- Interactive map of Tussey Mountain
- Location: Boalsburg, Centre County, Pennsylvania, United States
- Nearest city: State College, Pennsylvania
- Vertical: 500 feet (150 m)
- Top elevation: 1,819 feet (554 m)
- Skiable area: 38 acres (150,000 m^{2})
- Trails: 14 total
- Longest run: 3,960 feet (1,210 m)
- Lift system: 5 total
- Website: www.tusseymountain.com

= Tussey Mountain (ski resort) =

Ski area in Pennsylvania, United States

Tussey Mountain is a ski resort and all-seasons recreation area located in Boalsburg, Centre County, Pennsylvania, near State College and Penn State University and is the gateway to the Rothrock State Forest. Tussey Mountain includes the Tussey Mountain Amphitheater for concerts and festivals, a Lodge for weddings and parties, and a Fun Centre that offers go-karts, mini-golf, batting cages, a skate park, driving range and a par 3 golf course. Discounted rates are offered for students of Penn State University. In the winter season, Tussey Mountain has 14 trails, with the longest one being about 3/4 of a mile.

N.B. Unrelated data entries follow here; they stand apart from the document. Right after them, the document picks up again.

//! Record headers and content-type resolution
//!
//! Broker records carry an ordered list of `(key, bytes)` headers in which a
//! key may repeat; lookups use last-wins semantics. [`ContentTypeResolver`]
//! reads the content type from whichever known alias is present first.

use crate::error::{BridgeError, BridgeResult};
use crate::mime::MimeType;
use std::collections::{BTreeMap, HashMap};

/// Header keys recognised as carrying the content type, in priority order
pub const CONTENT_TYPE_ALIASES: [&str; 3] = ["content-type", "Content-Type", "contentType"];

/// Canonical key written on outbound envelopes
pub const CONTENT_TYPE_HEADER: &str = "content-type";

/// Ordered, multi-valued record headers
#[derive(Debug, Clone, Default, PartialEq, Eq)]
pub struct Headers {
    entries: Vec<(String, Vec<u8>)>,
}

impl Headers {
    pub fn new() -> Self {
        Self::default()
    }

    /// Append a header, keeping earlier values with the same key
    pub fn add(&mut self, key: impl Into<String>, value: impl Into<Vec<u8>>) {
        self.entries.push((key.into(), value.into()));
    }

    /// Builder-style [`Headers::add`]
    pub fn with(mut self, key: impl Into<String>, value: impl Into<Vec<u8>>) -> Self {
        self.add(key, value);
        self
    }

    /// Replace every value for `key` with a single value
    pub fn set(&mut self, key: impl Into<String>, value: impl Into<Vec<u8>>) {
        let key = key.into();
        self.entries.retain(|(k, _)| *k != key);
        self.entries.push((key, value.into()));
    }

    /// Drop every value for `key`
    pub fn remove(&mut self, key: &str) {
        self.entries.retain(|(k, _)| k != key);
    }

    /// The last value recorded for `key`
    pub fn last_header(&self, key: &str) -> Option<&[u8]> {
        self.entries
            .iter()
            .rev()
            .find(|(k, _)| k == key)
            .map(|(_, v)| v.as_slice())
    }

    /// The last value for `key` as UTF-8 text
    pub fn last_str(&self, key: &str) -> Option<&str> {
        self.last_header(key)
            .and_then(|v| std::str::from_utf8(v).ok())
    }

    pub fn contains(&self, key: &str) -> bool {
        self.entries.iter().any(|(k, _)| k == key)
    }

    pub fn iter(&self) -> impl Iterator<Item = (&str, &[u8])> {
        self.entries.iter().map(|(k, v)| (k.as_str(), v.as_slice()))
    }

    pub fn len(&self) -> usize {
        self.entries.len()
    }

    pub fn is_empty(&self) -> bool {
        self.entries.is_empty()
    }
}

impl<K: Into<String>, V: Into<Vec<u8>>> FromIterator<(K, V)> for Headers {
    fn from_iter<I: IntoIterator<Item = (K, V)>>(iter: I) -> Self {
        Self {
            entries: iter
                .into_iter()
                .map(|(k, v)| (k.into(), v.into()))
                .collect(),
        }
    }
}

impl From<&BTreeMap<String, String>> for Headers {
    fn from(map: &BTreeMap<String, String>) -> Self {
        map.iter().map(|(k, v)| (k.clone(), v.clone())).collect()
    }
}

/// Anything that can answer a last-wins header lookup
pub trait HeaderLookup {
    fn lookup(&self, key: &str) -> Option<&[u8]>;
}

impl HeaderLookup for Headers {
    fn lookup(&self, key: &str) -> Option<&[u8]> {
        self.last_header(key)
    }
}

impl HeaderLookup for BTreeMap<String, String> {
    fn lookup(&self, key: &str) -> Option<&[u8]> {
        self.get(key).map(String::as_bytes)
    }
}

impl HeaderLookup for HashMap<String, String> {
    fn lookup(&self, key: &str) -> Option<&[u8]> {
        self.get(key).map(String::as_bytes)
    }
}

/// Extracts a [`MimeType`] from record headers
#[derive(Debug, Clone, Copy, Default)]
pub struct ContentTypeResolver;

impl ContentTypeResolver {
    /// Resolve the content type.
    ///
    /// The first alias of [`CONTENT_TYPE_ALIASES`] that is present wins; its
    /// last value is parsed. Fails with `MissingContentType` when no alias
    /// is present.
    pub fn resolve<H: HeaderLookup + ?Sized>(headers: &H) -> BridgeResult<MimeType> {
        let raw = Self::raw(headers).ok_or(BridgeError::MissingContentType)?;
        let text = std::str::from_utf8(raw).map_err(|e| {
            BridgeError::malformed(String::from_utf8_lossy(raw), format!("not UTF-8: {}", e))
        })?;
        MimeType::parse(text)
    }

    /// Whether any content-type alias is present
    pub fn is_present<H: HeaderLookup + ?Sized>(headers: &H) -> bool {
        Self::raw(headers).is_some()
    }

    fn raw<H: HeaderLookup + ?Sized>(headers: &H) -> Option<&[u8]> {
        CONTENT_TYPE_ALIASES
            .iter()
            .find_map(|alias| headers.lookup(alias))
    }
}
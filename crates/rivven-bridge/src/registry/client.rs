//! Schema registry client interface
//!
//! The bridge only ever reads from the registry: the latest version of a
//! subject on the publish path, a schema by id on the consume path, and
//! (for the catalog-scan lookup) the latest schemas under a subject prefix.

use crate::error::RegistryResult;
use crate::registry::types::{SchemaId, Subject, SubjectSchema};
use async_trait::async_trait;

#[async_trait]
pub trait RegistryClient: Send + Sync {
    /// Latest version registered under `subject`
    async fn get_latest_schema(&self, subject: &Subject) -> RegistryResult<SubjectSchema>;

    /// Raw schema text for a global schema id
    async fn get_schema_by_id(&self, id: SchemaId) -> RegistryResult<String>;

    /// Latest version of every subject whose name starts with `prefix`
    async fn list_latest_schemas(&self, prefix: &str) -> RegistryResult<Vec<SubjectSchema>>;
}
//! Rivven Bridge
//!
//! ## Usage
//!
//! ```bash
//! # Serve POST /json and POST /avro
//! rivven-bridge serve --config bridge.yaml
//!
//! # Check a configuration file
//! rivven-bridge validate --config bridge.yaml
//!
//! # Decode a consumed record
//! rivven-bridge decode --content-type application/avro --file record.bin
//! ```

use anyhow::{Context, Result};
use clap::{Parser, Subcommand};
use rivven_bridge::{
    config::BrokerKind, BridgeConfig, BridgeMetrics, BridgeServer, BrokerSender, CodecDispatcher,
    ExternalRegistry, Headers, LogBroker, PayloadDecoder, SchemaResolver,
};
use std::net::SocketAddr;
use std::path::{Path, PathBuf};
use std::sync::Arc;
use tracing::info;
use tracing_subscriber::{
    layer::SubscriberExt, reload, util::SubscriberInitExt, EnvFilter, Registry,
};

const DEFAULT_LOG_LEVEL: &str = "info";

#[derive(Parser)]
#[command(name = "rivven-bridge")]
#[command(author, version, about = "Rivven Bridge - HTTP to broker event publishing with JSON and Avro")]
#[command(propagate_version = true)]
struct Cli {
    #[command(subcommand)]
    command: Commands,

    /// Configuration file
    #[arg(short, long, global = true, default_value = "bridge.yaml", env = "RIVVEN_BRIDGE_CONFIG")]
    config: PathBuf,

    /// Schema registry URL (overrides the config file)
    #[arg(long, global = true, env = "RIVVEN_BRIDGE_REGISTRY_URL")]
    registry_url: Option<String>,

    /// Log level (trace, debug, info, warn, error)
    #[arg(long, global = true, env = "RIVVEN_BRIDGE_LOG_LEVEL")]
    log_level: Option<String>,
}

#[derive(Subcommand)]
enum Commands {
    /// Start the HTTP bridge
    Serve {
        /// Port to listen on (overrides the config file)
        #[arg(short, long, env = "RIVVEN_BRIDGE_PORT")]
        port: Option<u16>,
    },

    /// Validate the configuration and exit
    Validate,

    /// Decode a record payload and print it as JSON
    Decode {
        /// Content type of the record
        #[arg(long)]
        content_type: String,

        /// Topic the record was consumed from
        #[arg(long, default_value = "-")]
        topic: String,

        /// File holding the raw record bytes
        #[arg(short, long)]
        file: PathBuf,
    },
}

type LogHandle = reload::Handle<EnvFilter, Registry>;

/// Install the subscriber before the config is read so loading can log.
/// RUST_LOG takes precedence over every other level source.
fn init_logging(level: &str) -> (LogHandle, bool) {
    let from_env = EnvFilter::try_from_default_env().ok();
    let pinned = from_env.is_some();
    let filter = from_env.unwrap_or_else(|| EnvFilter::new(level));
    let (filter, handle) = reload::Layer::new(filter);

    tracing_subscriber::registry()
        .with(filter)
        .with(tracing_subscriber::fmt::layer().with_target(true))
        .init();
    (handle, pinned)
}

#[tokio::main]
async fn main() -> Result<()> {
    let cli = Cli::parse();

    let (log_handle, pinned) =
        init_logging(cli.log_level.as_deref().unwrap_or(DEFAULT_LOG_LEVEL));

    let mut config = BridgeConfig::load(&cli.config)
        .with_context(|| format!("loading {}", cli.config.display()))?;
    if let Some(url) = cli.registry_url {
        config.registry.url = url;
    }
    match cli.log_level {
        Some(level) => config.logging.level = level,
        None if !pinned => {
            log_handle
                .reload(EnvFilter::new(&config.logging.level))
                .context("applying configured log level")?;
        }
        None => {}
    }
    if let Commands::Serve { port: Some(port) } = cli.command {
        config.server.port = port;
    }
    config.validate()?;

    match cli.command {
        Commands::Serve { .. } => serve(config).await,
        Commands::Validate => {
            println!("{}", serde_yaml::to_string(&config.redacted())?);
            println!("Configuration is valid");
            Ok(())
        }
        Commands::Decode {
            content_type,
            topic,
            file,
        } => decode(config, &content_type, &topic, &file).await,
    }
}

fn build_resolver(config: &BridgeConfig) -> Result<Arc<SchemaResolver>> {
    let registry = ExternalRegistry::new(&config.registry.client_config())?;
    let mut resolver = SchemaResolver::new(Arc::new(registry))
        .with_lookup(config.registry.subject_lookup())
        .with_timeout(config.registry.timeout());
    if config.registry.cache {
        resolver = resolver.with_cache();
    }
    Ok(Arc::new(resolver))
}

fn build_broker(config: &BridgeConfig) -> Result<Arc<dyn BrokerSender>> {
    match config.broker.kind {
        #[cfg(feature = "kafka")]
        BrokerKind::Kafka => {
            info!("Kafka bootstrap servers: {}", config.broker.kafka.bootstrap_servers);
            Ok(Arc::new(rivven_bridge::KafkaBroker::new(&config.broker.kafka)?))
        }
        #[cfg(not(feature = "kafka"))]
        BrokerKind::Kafka => anyhow::bail!("broker kind 'kafka' needs the kafka feature"),
        BrokerKind::Log => Ok(Arc::new(LogBroker)),
    }
}

async fn serve(config: BridgeConfig) -> Result<()> {
    info!("Starting rivven-bridge");
    info!("Schema registry: {}", config.registry.url);

    let resolver = build_resolver(&config)?;
    let broker = build_broker(&config)?;
    let metrics = Arc::new(BridgeMetrics::new()?);
    let dispatcher = CodecDispatcher::new(resolver, broker, config.dispatch.dispatcher_config()?)
        .with_metrics(metrics.clone());

    let addr: SocketAddr = config
        .server
        .bind_address()
        .parse()
        .with_context(|| format!("invalid bind address {}", config.server.bind_address()))?;
    info!("API endpoints:");
    info!("  POST /json   - publish JSON");
    info!("  POST /avro   - publish Avro");
    info!("  GET  /health - health check");
    info!("  GET  /metrics - Prometheus metrics");

    BridgeServer::new(Arc::new(dispatcher), metrics).run(addr).await
}

async fn decode(config: BridgeConfig, content_type: &str, topic: &str, file: &Path) -> Result<()> {
    let bytes = std::fs::read(file).with_context(|| format!("reading {}", file.display()))?;
    let headers = Headers::new().with("content-type", content_type);
    let decoder = PayloadDecoder::new(build_resolver(&config)?);

    match decoder.decode(topic, &headers, Some(&bytes)).await? {
        Some(decoded) => println!("{}", serde_json::to_string_pretty(decoded.value())?),
        None => println!("null"),
    }
    Ok(())
}
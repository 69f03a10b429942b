//! Kafka publisher
//!
//! Wraps an rdkafka [`FutureProducer`]. Each envelope becomes one record:
//! the envelope key is the record key, headers are copied in order and the
//! encoded body is the value. An empty body is published as a tombstone.

use super::BrokerSender;
use crate::config::KafkaConfig;
use crate::dispatch::Envelope;
use crate::error::{BridgeError, BridgeResult};
use crate::headers::Headers;
use crate::mime::MimeType;
use async_trait::async_trait;
use rdkafka::config::ClientConfig;
use rdkafka::message::{Header, OwnedHeaders};
use rdkafka::producer::{FutureProducer, FutureRecord};
use rdkafka::util::Timeout;
use std::time::Duration;
use tracing::{debug, warn};

/// Publishes envelopes to a Kafka cluster
pub struct KafkaBroker {
    producer: FutureProducer,
    delivery_timeout: Duration,
}

impl std::fmt::Debug for KafkaBroker {
    fn fmt(&self, f: &mut std::fmt::Formatter<'_>) -> std::fmt::Result {
        f.debug_struct("KafkaBroker")
            .field("delivery_timeout", &self.delivery_timeout)
            .finish_non_exhaustive()
    }
}

impl KafkaBroker {
    /// Create the producer. Connecting happens lazily on the first send.
    pub fn new(config: &KafkaConfig) -> BridgeResult<Self> {
        let mut client_config = ClientConfig::new();
        client_config
            .set("bootstrap.servers", &config.bootstrap_servers)
            .set("client.id", &config.client_id)
            .set("acks", &config.acks)
            .set("message.timeout.ms", config.delivery_timeout_ms.to_string());

        // Explicit properties win over the named settings
        for (key, value) in &config.properties {
            client_config.set(key, value);
        }

        let producer: FutureProducer = client_config.create().map_err(|e| {
            BridgeError::Config(format!("Failed to create Kafka producer: {}", e))
        })?;

        Ok(Self {
            producer,
            delivery_timeout: config.delivery_timeout(),
        })
    }
}

fn record_headers(headers: &Headers) -> OwnedHeaders {
    headers
        .iter()
        .fold(OwnedHeaders::new_with_capacity(headers.len()), |acc, (key, value)| {
            acc.insert(Header {
                key,
                value: Some(value),
            })
        })
}

#[async_trait]
impl BrokerSender for KafkaBroker {
    async fn send(
        &self,
        topic: &str,
        binding_hint: Option<&str>,
        envelope: Envelope,
        content_type: &MimeType,
    ) -> bool {
        let payload = envelope.body.to_bytes();

        let mut record: FutureRecord<'_, str, [u8]> =
            FutureRecord::to(topic).headers(record_headers(&envelope.headers));
        if let Some(key) = envelope.key.as_deref() {
            record = record.key(key);
        }
        if !payload.is_empty() {
            record = record.payload(payload.as_slice());
        }

        match self
            .producer
            .send(record, Timeout::After(self.delivery_timeout))
            .await
        {
            Ok((partition, offset)) => {
                debug!(
                    topic = %topic,
                    binding = binding_hint.unwrap_or("-"),
                    content_type = %content_type,
                    partition,
                    offset,
                    "Event delivered"
                );
                true
            }
            Err((e, _)) => {
                warn!(
                    topic = %topic,
                    binding = binding_hint.unwrap_or("-"),
                    error = %e,
                    "Event delivery failed"
                );
                false
            }
        }
    }
}
//! Confluent-compatible schema registry client
//!
//! Talks to any registry implementing the Confluent REST API (Confluent
//! Schema Registry, Apicurio in compatibility mode, rivven-schema). One
//! client is built at startup and shared; it holds a pooled HTTP client and
//! a request timeout.

use crate::error::{RegistryError, RegistryResult};
use crate::registry::client::RegistryClient;
use crate::registry::types::{SchemaId, SchemaType, SchemaVersion, Subject, SubjectSchema};
use async_trait::async_trait;
use reqwest::{Client, StatusCode, Url};
use serde::Deserialize;
use std::time::Duration;

const ACCEPT: &str = "application/vnd.schemaregistry.v1+json, application/json";

/// Connection settings for an external registry
#[derive(Debug, Clone)]
pub struct ExternalRegistryConfig {
    /// Base URL, e.g. `http://localhost:8081`
    pub url: String,
    /// Basic auth username
    pub username: Option<String>,
    /// Basic auth password
    pub password: Option<String>,
    /// Per-request timeout
    pub timeout: Duration,
}

impl ExternalRegistryConfig {
    pub fn new(url: impl Into<String>) -> Self {
        Self {
            url: url.into(),
            username: None,
            password: None,
            timeout: Duration::from_secs(30),
        }
    }

    pub fn with_basic_auth(mut self, username: impl Into<String>, password: impl Into<String>) -> Self {
        self.username = Some(username.into());
        self.password = Some(password.into());
        self
    }

    pub fn with_timeout(mut self, timeout: Duration) -> Self {
        self.timeout = timeout;
        self
    }
}

/// Response from `GET /schemas/ids/{id}`
#[derive(Debug, Deserialize)]
struct GetSchemaResponse {
    schema: String,
}

/// Response from `GET /subjects/{subject}/versions/latest` and `GET /schemas`
#[derive(Debug, Deserialize)]
struct SubjectVersionResponse {
    subject: String,
    version: u32,
    id: u32,
    schema: String,
    #[serde(rename = "schemaType", default)]
    schema_type: Option<String>,
}

impl SubjectVersionResponse {
    fn into_subject_schema(self) -> SubjectSchema {
        let schema_type = self
            .schema_type
            .as_deref()
            .and_then(|t| t.parse().ok())
            .unwrap_or(SchemaType::Avro);

        SubjectSchema {
            subject: Subject::new(self.subject),
            version: SchemaVersion::new(self.version),
            id: SchemaId::new(self.id),
            schema_type,
            schema: self.schema,
        }
    }
}

/// Error body returned by the registry
#[derive(Debug, Deserialize)]
struct ErrorResponse {
    #[serde(default)]
    error_code: u32,
    #[serde(default)]
    message: String,
}

/// HTTP client for an external registry
pub struct ExternalRegistry {
    client: Client,
    base_url: Url,
}

impl ExternalRegistry {
    /// Create a new external registry client
    pub fn new(config: &ExternalRegistryConfig) -> RegistryResult<Self> {
        let mut builder = Client::builder().timeout(config.timeout);

        if let (Some(username), Some(password)) = (&config.username, &config.password) {
            use base64::Engine;
            use reqwest::header::{HeaderMap, HeaderValue, AUTHORIZATION};

            let credentials = format!("{}:{}", username, password);
            let encoded = base64::engine::general_purpose::STANDARD.encode(credentials);

            let mut value = HeaderValue::from_str(&format!("Basic {}", encoded))
                .map_err(|e| RegistryError::Network(e.to_string()))?;
            value.set_sensitive(true);

            let mut headers = HeaderMap::new();
            headers.insert(AUTHORIZATION, value);
            builder = builder.default_headers(headers);
        }

        let client = builder
            .build()
            .map_err(|e| RegistryError::Network(e.to_string()))?;

        let base_url = Url::parse(config.url.trim_end_matches('/'))
            .map_err(|e| RegistryError::Network(format!("invalid registry url '{}': {}", config.url, e)))?;
        if base_url.cannot_be_a_base() {
            return Err(RegistryError::Network(format!(
                "invalid registry url '{}'",
                config.url
            )));
        }

        Ok(Self { client, base_url })
    }

    /// Registry base URL
    pub fn base_url(&self) -> &Url {
        &self.base_url
    }

    fn endpoint(&self, segments: &[&str]) -> RegistryResult<Url> {
        let mut url = self.base_url.clone();
        url.path_segments_mut()
            .map_err(|_| RegistryError::Network(format!("invalid registry url '{}'", self.base_url)))?
            .pop_if_empty()
            .extend(segments);
        Ok(url)
    }

    async fn get<T: serde::de::DeserializeOwned>(&self, url: Url, what: &str) -> RegistryResult<T> {
        let response = self
            .client
            .get(url)
            .header(reqwest::header::ACCEPT, ACCEPT)
            .send()
            .await?;

        let status = response.status();
        if !status.is_success() {
            let body = response.text().await.unwrap_or_default();
            return Err(parse_error(status, &body, what));
        }

        let body = response.bytes().await?;
        Ok(serde_json::from_slice(&body)?)
    }
}

fn parse_error(status: StatusCode, body: &str, what: &str) -> RegistryError {
    let parsed: Option<ErrorResponse> = serde_json::from_str(body).ok();
    let (error_code, message) = match parsed {
        Some(e) if !e.message.is_empty() => (e.error_code, e.message),
        Some(e) => (e.error_code, body.to_string()),
        None => (0, body.to_string()),
    };

    if status == StatusCode::NOT_FOUND {
        RegistryError::NotFound(format!("{} ({})", what, message))
    } else {
        RegistryError::Status {
            status: status.as_u16(),
            error_code,
            message,
        }
    }
}

#[async_trait]
impl RegistryClient for ExternalRegistry {
    async fn get_latest_schema(&self, subject: &Subject) -> RegistryResult<SubjectSchema> {
        let url = self.endpoint(&["subjects", subject.as_str(), "versions", "latest"])?;
        let response: SubjectVersionResponse =
            self.get(url, &format!("subject '{}'", subject)).await?;

        tracing::debug!(
            subject = %subject,
            schema_id = response.id,
            version = response.version,
            "Fetched latest schema"
        );

        Ok(response.into_subject_schema())
    }

    async fn get_schema_by_id(&self, id: SchemaId) -> RegistryResult<String> {
        let url = self.endpoint(&["schemas", "ids", &id.0.to_string()])?;
        let response: GetSchemaResponse = self.get(url, &format!("schema id {}", id)).await?;

        tracing::debug!(schema_id = %id, "Fetched schema by id");

        Ok(response.schema)
    }

    async fn list_latest_schemas(&self, prefix: &str) -> RegistryResult<Vec<SubjectSchema>> {
        let mut url = self.endpoint(&["schemas"])?;
        url.query_pairs_mut()
            .append_pair("subjectPrefix", prefix)
            .append_pair("deleted", "false")
            .append_pair("latestOnly", "true");

        let response: Vec<SubjectVersionResponse> = self
            .get(url, &format!("schemas with prefix '{}'", prefix))
            .await?;

        Ok(response
            .into_iter()
            .map(SubjectVersionResponse::into_subject_schema)
            .collect())
    }
}

#[cfg(test)]
mod tests {
    use super::*;
    use axum::extract::{Path, Query};
    use axum::http::{HeaderMap, StatusCode as AxumStatus};
    use axum::routing::get;
    use axum::{Json, Router};
    use serde_json::json;
    use std::collections::HashMap;

    const ORDER_SCHEMA: &str =
        r#"{"type":"record","name":"Order","namespace":"com.acme","fields":[{"name":"amount","type":"int"}]}"#;

    async fn latest(Path(subject): Path<String>) -> (AxumStatus, Json<serde_json::Value>) {
        if subject == "com.acme.Order" {
            (
                AxumStatus::OK,
                Json(json!({"subject": subject, "version": 3, "id": 7, "schema": ORDER_SCHEMA})),
            )
        } else {
            (
                AxumStatus::NOT_FOUND,
                Json(json!({"error_code": 40401, "message": "Subject not found."})),
            )
        }
    }

    async fn by_id(Path(id): Path<u32>) -> (AxumStatus, Json<serde_json::Value>) {
        match id {
            7 => (AxumStatus::OK, Json(json!({"schema": ORDER_SCHEMA}))),
            _ => (
                AxumStatus::NOT_FOUND,
                Json(json!({"error_code": 40403, "message": "Schema not found"})),
            ),
        }
    }

    async fn list(Query(params): Query<HashMap<String, String>>) -> Json<serde_json::Value> {
        assert_eq!(params.get("latestOnly").map(String::as_str), Some("true"));
        let prefix = params.get("subjectPrefix").cloned().unwrap_or_default();
        if "com.acme.Order".starts_with(&prefix) {
            Json(json!([{"subject": "com.acme.Order", "version": 3, "id": 7, "schema": ORDER_SCHEMA}]))
        } else {
            Json(json!([]))
        }
    }

    async fn broken() -> (AxumStatus, &'static str) {
        (AxumStatus::INTERNAL_SERVER_ERROR, "boom")
    }

    async fn authed(headers: HeaderMap) -> (AxumStatus, Json<serde_json::Value>) {
        // base64("user:secret")
        if headers.get("authorization").and_then(|v| v.to_str().ok())
            == Some("Basic dXNlcjpzZWNyZXQ=")
        {
            (AxumStatus::OK, Json(json!({"schema": ORDER_SCHEMA})))
        } else {
            (AxumStatus::UNAUTHORIZED, Json(json!({"error_code": 40101, "message": "unauthorized"})))
        }
    }

    async fn spawn_registry() -> String {
        let app = Router::new()
            .route("/subjects/:subject/versions/latest", get(latest))
            .route("/schemas/ids/:id", get(by_id))
            .route("/schemas", get(list))
            .route("/broken/schemas/ids/:id", get(broken))
            .route("/auth/schemas/ids/:id", get(authed));

        let listener = tokio::net::TcpListener::bind("127.0.0.1:0").await.unwrap();
        let addr = listener.local_addr().unwrap();
        tokio::spawn(async move {
            axum::serve(listener, app).await.unwrap();
        });
        format!("http://{}", addr)
    }

    #[tokio::test]
    async fn test_get_latest_schema() {
        let url = spawn_registry().await;
        let registry = ExternalRegistry::new(&ExternalRegistryConfig::new(url)).unwrap();

        let schema = registry
            .get_latest_schema(&Subject::new("com.acme.Order"))
            .await
            .unwrap();
        assert_eq!(schema.id, SchemaId::new(7));
        assert_eq!(schema.version, SchemaVersion::new(3));
        assert_eq!(schema.schema_type, SchemaType::Avro);
        assert_eq!(schema.schema, ORDER_SCHEMA);
    }

    #[tokio::test]
    async fn test_unknown_subject_is_not_found() {
        let url = spawn_registry().await;
        let registry = ExternalRegistry::new(&ExternalRegistryConfig::new(url)).unwrap();

        let err = registry
            .get_latest_schema(&Subject::new("com.acme.order"))
            .await
            .unwrap_err();
        assert!(matches!(err, RegistryError::NotFound(_)));
        assert!(err.to_string().contains("Subject not found"));
    }

    #[tokio::test]
    async fn test_get_schema_by_id() {
        let url = spawn_registry().await;
        let registry = ExternalRegistry::new(&ExternalRegistryConfig::new(url)).unwrap();

        assert_eq!(
            registry.get_schema_by_id(SchemaId::new(7)).await.unwrap(),
            ORDER_SCHEMA
        );
        assert!(matches!(
            registry.get_schema_by_id(SchemaId::new(8)).await,
            Err(RegistryError::NotFound(_))
        ));
    }

    #[tokio::test]
    async fn test_list_latest_schemas() {
        let url = spawn_registry().await;
        let registry = ExternalRegistry::new(&ExternalRegistryConfig::new(url)).unwrap();

        let schemas = registry.list_latest_schemas("com").await.unwrap();
        assert_eq!(schemas.len(), 1);
        assert_eq!(schemas[0].subject, Subject::new("com.acme.Order"));

        assert!(registry.list_latest_schemas("org").await.unwrap().is_empty());
    }

    #[tokio::test]
    async fn test_server_error_keeps_status() {
        let url = spawn_registry().await;
        let registry =
            ExternalRegistry::new(&ExternalRegistryConfig::new(format!("{}/broken/", url))).unwrap();

        match registry.get_schema_by_id(SchemaId::new(1)).await {
            Err(RegistryError::Status {
                status, message, ..
            }) => {
                assert_eq!(status, 500);
                assert_eq!(message, "boom");
            }
            other => panic!("unexpected result: {:?}", other),
        }
    }

    #[tokio::test]
    async fn test_basic_auth() {
        let url = spawn_registry().await;
        let config = ExternalRegistryConfig::new(format!("{}/auth", url))
            .with_basic_auth("user", "secret");
        let registry = ExternalRegistry::new(&config).unwrap();
        assert!(registry.get_schema_by_id(SchemaId::new(7)).await.is_ok());

        let anonymous =
            ExternalRegistry::new(&ExternalRegistryConfig::new(format!("{}/auth", url))).unwrap();
        assert!(matches!(
            anonymous.get_schema_by_id(SchemaId::new(7)).await,
            Err(RegistryError::Status { status: 401, .. })
        ));
    }

    #[tokio::test]
    async fn test_unreachable_registry() {
        let config = ExternalRegistryConfig::new("http://127.0.0.1:1")
            .with_timeout(Duration::from_secs(2));
        let registry = ExternalRegistry::new(&config).unwrap();
        assert!(matches!(
            registry.get_schema_by_id(SchemaId::new(1)).await,
            Err(RegistryError::Network(_))
        ));
    }

    #[test]
    fn test_invalid_url() {
        assert!(ExternalRegistry::new(&ExternalRegistryConfig::new("not a url")).is_err());
    }
}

The top elevation at Tussey Mountain is 1819 ft, and there are 38 acre skiable at the Tussey Mountain Ski Area. The ski area was originally called Skimont Resort and was inaugurated in December, 1962.

==Trails==
There are 14 ski trails in total at Tussey Mountain. Little Bear is the beginner slope and is served by its own double chair lift. A larger quad chair lift services Deer Run, Grizzly, Utah, Lower Tuscarora, Doc White, Upper Tuscarora, Upper Shamokin, Lower Shamokin, Winter’s Way, Tower 3 Chute, Chicken Ridge, Grizzly Glades, and Lion’s Way. Winter's Way trail is typically used to set up the TMP Terrain Park. Chicken Ridge and Tower 3 Chute are short offshoots of other trails. Lion's Way, along with Upper Shamokin, Lower Shamokin, and the Grizzly Glades, are open only when enough natural snowfall exists - all other trails have snowmaking capabilities. The trails with snowmaking also have lights, allowing for night skiing. A T-bar lift also services the mountain on occasion.

There is also a snow tubing area with up to 5 tubing lanes and one lift.